Unfortunately, as Kyle Smith observes at National Review, she’s probably closer to the rule than the exception.
It seems unlikely that Marie Claire’s reviewer, Mehera Bonner, has before her an exceptionally bright career of writing about film. As for a career of writing about feminism, though, the sky, for Bonner, is the limit. Her essay could plausibly have appeared on any number of bristling feminist sites.
Yes indeed. I’m trying to think of a male analogy for the ineffable crassness of what Bonner just did. Maybe a tyro hack from a men’s magazine going to review Wonder Woman and then wondering why the hell the title character couldn’t have been a guy.
Except, of course, that wouldn’t happen. No male critic of Ms Bonner’s generation – I’m assuming she’s a millennial or younger – would think to make such a point, even in jest, because they’ve all been so brainwashed at college with impeccably SJW values; and also because they know that if they did they’d instantly be ripped to shreds online by a horde of feminazi avengers.
These days only women are given licence to write such seriously offensive shit. Because feminism. Or historic patriarchal injustice. Or some such post-modern nonsense.

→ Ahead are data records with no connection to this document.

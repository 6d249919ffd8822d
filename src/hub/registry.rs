//! Event Hub - Publish/subscribe registry between the model and render layers
//!
//! Handlers are keyed by `(event type, event name, target)`. Name and target
//! may be `Match::Any` when subscribing; dispatch always names a concrete
//! event. A dispatch fires, in order:
//!
//! 1. exact name, exact target
//! 2. exact name, any target
//! 3. any name, exact target
//! 4. any name, any target
//!
//! Recurring display events (heartbeat, redraw) additionally carry a
//! "next-once" set: handlers that fire on the next occurrence only.
//!
//! # Example
//!
//! ```ignore
//! use spark_relay::{EventHub, EventType, Match, Recurring};
//!
//! let hub = EventHub::new();
//!
//! let sub = hub.subscribe(EventType::Model, "click", "button-1", |args| {
//!     println!("clicked: {args:?}");
//! });
//! hub.next(Recurring::Heartbeat, |_| println!("next tick only"));
//!
//! hub.dispatch(EventType::Model, "click", Some("button-1"), &[]);
//! hub.dispatch_recurring(Recurring::Heartbeat, &[]);
//!
//! sub.cancel();
//! ```

use std::cell::RefCell;
use std::collections::HashMap;
use std::rc::{Rc, Weak};

use tracing::trace;

use crate::types::{EventType, IntoMatch, Match, Recurring, Value};

// =============================================================================
// TYPES
// =============================================================================

/// Event handler. Receives the dispatch arguments.
pub type Handler = Rc<dyn Fn(&[Value])>;

#[derive(Debug, Clone, PartialEq, Eq, Hash)]
struct Key {
    event_type: EventType,
    name: Match<String>,
    target: Match<String>,
}

#[derive(Debug, Clone, PartialEq, Eq)]
enum Slot {
    Keyed(Key),
    Once(Recurring),
}

struct Registry {
    handlers: HashMap<Key, Vec<(usize, Handler)>>,
    once: HashMap<Recurring, Vec<(usize, Handler)>>,
    next_id: usize,
}

impl Registry {
    fn new() -> Self {
        Self {
            handlers: HashMap::new(),
            once: HashMap::new(),
            next_id: 0,
        }
    }

    fn next_id(&mut self) -> usize {
        let id = self.next_id;
        self.next_id += 1;
        id
    }

    fn remove(&mut self, slot: &Slot, id: usize) {
        match slot {
            Slot::Keyed(key) => {
                if let Some(handlers) = self.handlers.get_mut(key) {
                    handlers.retain(|(handler_id, _)| *handler_id != id);
                    if handlers.is_empty() {
                        self.handlers.remove(key);
                    }
                }
            }
            Slot::Once(recurring) => {
                if let Some(handlers) = self.once.get_mut(recurring) {
                    handlers.retain(|(handler_id, _)| *handler_id != id);
                    if handlers.is_empty() {
                        self.once.remove(recurring);
                    }
                }
            }
        }
    }
}

/// Handle for removing a subscription.
pub struct Subscription {
    id: usize,
    slot: Slot,
    registry: Weak<RefCell<Registry>>,
}

impl Subscription {
    /// Remove the handler. A no-op if it already fired (next-once) or the
    /// hub is gone.
    pub fn cancel(self) {
        if let Some(registry) = self.registry.upgrade() {
            registry.borrow_mut().remove(&self.slot, self.id);
        }
    }
}

// =============================================================================
// HUB
// =============================================================================

/// Event hub. Cloning shares the same registry.
#[derive(Clone)]
pub struct EventHub {
    registry: Rc<RefCell<Registry>>,
}

impl Default for EventHub {
    fn default() -> Self {
        Self::new()
    }
}

impl EventHub {
    pub fn new() -> Self {
        Self {
            registry: Rc::new(RefCell::new(Registry::new())),
        }
    }

    /// Subscribe `handler` to `(event_type, name, target)`.
    pub fn subscribe<F>(
        &self,
        event_type: EventType,
        name: impl IntoMatch,
        target: impl IntoMatch,
        handler: F,
    ) -> Subscription
    where
        F: Fn(&[Value]) + 'static,
    {
        let key = Key {
            event_type,
            name: name.into_match(),
            target: target.into_match(),
        };
        let id = {
            let mut reg = self.registry.borrow_mut();
            let id = reg.next_id();
            reg.handlers
                .entry(key.clone())
                .or_default()
                .push((id, Rc::new(handler)));
            id
        };
        Subscription {
            id,
            slot: Slot::Keyed(key),
            registry: Rc::downgrade(&self.registry),
        }
    }

    /// Subscribe to every occurrence of a recurring display event.
    pub fn every<F>(&self, recurring: Recurring, handler: F) -> Subscription
    where
        F: Fn(&[Value]) + 'static,
    {
        self.subscribe(
            EventType::Display,
            recurring.event_name(),
            Match::Any,
            handler,
        )
    }

    /// Subscribe to the next occurrence of a recurring display event only.
    pub fn next<F>(&self, recurring: Recurring, handler: F) -> Subscription
    where
        F: Fn(&[Value]) + 'static,
    {
        let id = {
            let mut reg = self.registry.borrow_mut();
            let id = reg.next_id();
            reg.once
                .entry(recurring)
                .or_default()
                .push((id, Rc::new(handler)));
            id
        };
        Subscription {
            id,
            slot: Slot::Once(recurring),
            registry: Rc::downgrade(&self.registry),
        }
    }

    /// Dispatch a concrete event. Handlers run synchronously, in tier order.
    /// Returns how many handlers ran.
    pub fn dispatch(
        &self,
        event_type: EventType,
        name: &str,
        target: Option<&str>,
        args: &[Value],
    ) -> usize {
        let handlers = self.resolve(event_type, name, target);
        trace!(?event_type, event = name, dispatch_target = ?target, handlers = handlers.len(), "dispatch");
        for handler in &handlers {
            handler(args);
        }
        handlers.len()
    }

    /// Dispatch a recurring display event: every-handlers first, then the
    /// next-once handlers registered before this call, which are removed.
    /// Next-once handlers added while dispatching wait for the following
    /// occurrence.
    pub fn dispatch_recurring(&self, recurring: Recurring, args: &[Value]) -> usize {
        let fired = self.dispatch(EventType::Display, recurring.event_name(), None, args);

        let snapshot: Vec<(usize, Handler)> = self
            .registry
            .borrow()
            .once
            .get(&recurring)
            .cloned()
            .unwrap_or_default();

        for (_, handler) in &snapshot {
            handler(args);
        }

        let mut reg = self.registry.borrow_mut();
        for (id, _) in &snapshot {
            reg.remove(&Slot::Once(recurring), *id);
        }
        fired + snapshot.len()
    }

    /// Copy the matching handlers out so handlers may subscribe or cancel
    /// while the dispatch runs.
    fn resolve(&self, event_type: EventType, name: &str, target: Option<&str>) -> Vec<Handler> {
        let exact_name = Match::Exact(name.to_string());
        let exact_target = target.map(|t| Match::Exact(t.to_string()));

        let mut tiers: Vec<(Match<String>, Match<String>)> = Vec::with_capacity(4);
        if let Some(t) = &exact_target {
            tiers.push((exact_name.clone(), t.clone()));
        }
        tiers.push((exact_name, Match::Any));
        if let Some(t) = exact_target {
            tiers.push((Match::Any, t));
        }
        tiers.push((Match::Any, Match::Any));

        let reg = self.registry.borrow();
        let mut handlers = Vec::new();
        for (name, target) in tiers {
            let key = Key {
                event_type,
                name,
                target,
            };
            if let Some(list) = reg.handlers.get(&key) {
                handlers.extend(list.iter().map(|(_, handler)| handler.clone()));
            }
        }
        handlers
    }

    /// Total handlers registered, next-once included.
    pub fn handler_count(&self) -> usize {
        let reg = self.registry.borrow();
        reg.handlers.values().map(Vec::len).sum::<usize>()
            + reg.once.values().map(Vec::len).sum::<usize>()
    }

    /// Remove every handler.
    pub fn clear(&self) {
        let mut reg = self.registry.borrow_mut();
        reg.handlers.clear();
        reg.once.clear();
    }
}

// =============================================================================
// TESTS
// =============================================================================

Meanwhile, in the real world, men – yes, still, mostly men – continue to enlist in the military to fight for their country just like the ‘Greatest Generation’ did in the Second World War.
They do it, yes, partly because they are adventurous and full of testosterone and want to “see the elephant.” But these are just facets of being a man and are inextricably bound with other, more obviously noble male instincts, like wanting to protect your loved ones and keep faith with your comrades and serve your nation.
To mock these impulses – as Mehera Bonner does in her petulant, spiteful, silly little girl’s review – is to reject precisely those values which, since time immemorial, have endeavored to keep people of Bonner’s sex safe from the hostile outside forces which would rape and enslave them.
If you were seeking the examplar of a decaying civilization in its dying moments, you really couldn’t do much better than this: a fashionable magazine celebrating handbags, girlpower and sexual perversion running an article by some half-baked feminist ninny making light of history and glorying in the notion that men, male courage and wartime cameraderie are, like, so totally irrelevant and passe.
It would be a terrible thing if all the young liberated feminists out there who think that what Mehera Bonner is saying is sophisticated and clever ever got to experience what it’s like to live in a world where they have successfully ridiculed men into giving up on their traditional role.
But if it happens, they’ve only themselves to blame.